ASSIGNMENT.
Please copy each line from the entries that contains the string "Debug".

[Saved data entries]

╭──

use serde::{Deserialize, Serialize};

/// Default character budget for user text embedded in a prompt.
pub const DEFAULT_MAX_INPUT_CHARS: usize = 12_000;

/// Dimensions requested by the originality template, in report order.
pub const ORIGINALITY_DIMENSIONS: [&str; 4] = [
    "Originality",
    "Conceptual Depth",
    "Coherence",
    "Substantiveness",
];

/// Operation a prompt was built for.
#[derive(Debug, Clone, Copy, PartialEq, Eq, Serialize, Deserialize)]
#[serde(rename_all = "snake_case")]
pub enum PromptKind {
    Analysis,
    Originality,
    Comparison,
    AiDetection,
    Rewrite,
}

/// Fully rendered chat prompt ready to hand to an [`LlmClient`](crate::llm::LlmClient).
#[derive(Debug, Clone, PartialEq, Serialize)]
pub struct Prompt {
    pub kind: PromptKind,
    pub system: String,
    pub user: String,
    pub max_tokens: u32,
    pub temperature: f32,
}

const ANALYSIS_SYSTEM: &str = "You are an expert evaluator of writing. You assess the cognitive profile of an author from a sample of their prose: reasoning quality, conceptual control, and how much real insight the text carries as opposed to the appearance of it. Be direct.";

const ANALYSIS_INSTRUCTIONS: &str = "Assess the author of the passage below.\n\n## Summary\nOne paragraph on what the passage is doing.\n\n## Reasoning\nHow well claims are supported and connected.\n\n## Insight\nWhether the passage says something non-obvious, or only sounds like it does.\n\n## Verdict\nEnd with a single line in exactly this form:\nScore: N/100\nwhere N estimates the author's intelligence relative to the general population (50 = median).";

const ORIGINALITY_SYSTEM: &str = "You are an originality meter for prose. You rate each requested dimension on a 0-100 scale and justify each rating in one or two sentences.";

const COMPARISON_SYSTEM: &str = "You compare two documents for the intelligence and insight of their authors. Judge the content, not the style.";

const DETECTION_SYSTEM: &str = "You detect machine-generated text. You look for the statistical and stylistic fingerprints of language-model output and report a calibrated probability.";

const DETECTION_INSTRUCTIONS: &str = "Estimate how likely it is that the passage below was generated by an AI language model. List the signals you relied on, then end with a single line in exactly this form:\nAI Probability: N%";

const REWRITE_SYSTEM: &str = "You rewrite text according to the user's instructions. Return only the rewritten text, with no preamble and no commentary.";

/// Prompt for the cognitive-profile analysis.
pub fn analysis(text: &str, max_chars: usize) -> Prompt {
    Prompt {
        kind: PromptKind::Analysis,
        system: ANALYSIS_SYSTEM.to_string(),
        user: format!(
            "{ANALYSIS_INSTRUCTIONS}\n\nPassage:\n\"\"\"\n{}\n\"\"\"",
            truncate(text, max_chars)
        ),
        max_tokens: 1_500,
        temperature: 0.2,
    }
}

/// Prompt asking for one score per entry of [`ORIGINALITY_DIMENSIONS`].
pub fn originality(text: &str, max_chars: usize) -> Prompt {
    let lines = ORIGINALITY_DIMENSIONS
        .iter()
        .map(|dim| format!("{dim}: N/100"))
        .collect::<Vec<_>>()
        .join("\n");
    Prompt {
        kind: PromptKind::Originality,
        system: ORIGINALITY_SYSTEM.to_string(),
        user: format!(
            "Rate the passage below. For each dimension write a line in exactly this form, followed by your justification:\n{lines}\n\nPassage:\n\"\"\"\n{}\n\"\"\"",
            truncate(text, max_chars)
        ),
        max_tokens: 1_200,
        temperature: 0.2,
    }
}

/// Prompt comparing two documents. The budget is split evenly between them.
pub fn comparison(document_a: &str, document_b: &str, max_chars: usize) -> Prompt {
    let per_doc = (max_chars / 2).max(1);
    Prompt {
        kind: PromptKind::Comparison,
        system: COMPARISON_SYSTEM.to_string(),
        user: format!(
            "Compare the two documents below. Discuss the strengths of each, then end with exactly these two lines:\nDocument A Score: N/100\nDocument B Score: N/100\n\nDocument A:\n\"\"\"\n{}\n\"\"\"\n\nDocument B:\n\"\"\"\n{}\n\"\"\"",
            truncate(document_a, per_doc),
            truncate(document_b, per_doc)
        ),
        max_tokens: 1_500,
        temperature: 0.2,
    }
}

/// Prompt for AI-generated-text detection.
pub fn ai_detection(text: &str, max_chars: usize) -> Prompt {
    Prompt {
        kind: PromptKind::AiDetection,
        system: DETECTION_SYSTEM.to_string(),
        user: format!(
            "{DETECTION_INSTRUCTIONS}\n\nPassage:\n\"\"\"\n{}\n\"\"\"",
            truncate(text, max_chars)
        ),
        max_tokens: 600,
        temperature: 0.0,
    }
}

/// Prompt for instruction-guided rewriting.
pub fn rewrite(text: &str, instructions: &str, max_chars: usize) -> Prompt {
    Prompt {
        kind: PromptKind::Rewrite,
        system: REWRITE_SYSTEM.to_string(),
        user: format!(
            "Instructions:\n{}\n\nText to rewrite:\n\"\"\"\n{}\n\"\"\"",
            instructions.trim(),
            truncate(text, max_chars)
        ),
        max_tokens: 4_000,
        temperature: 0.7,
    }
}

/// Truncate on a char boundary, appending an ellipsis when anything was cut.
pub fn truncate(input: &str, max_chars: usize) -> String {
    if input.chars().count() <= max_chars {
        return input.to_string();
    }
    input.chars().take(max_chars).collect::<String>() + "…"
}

╰──

WRITTEN RESPONSE.
#[derive(Debug, Clone, Copy, PartialEq, Eq, Serialize, Deserialize)]
#[derive(Debug, Clone, PartialEq, Serialize)]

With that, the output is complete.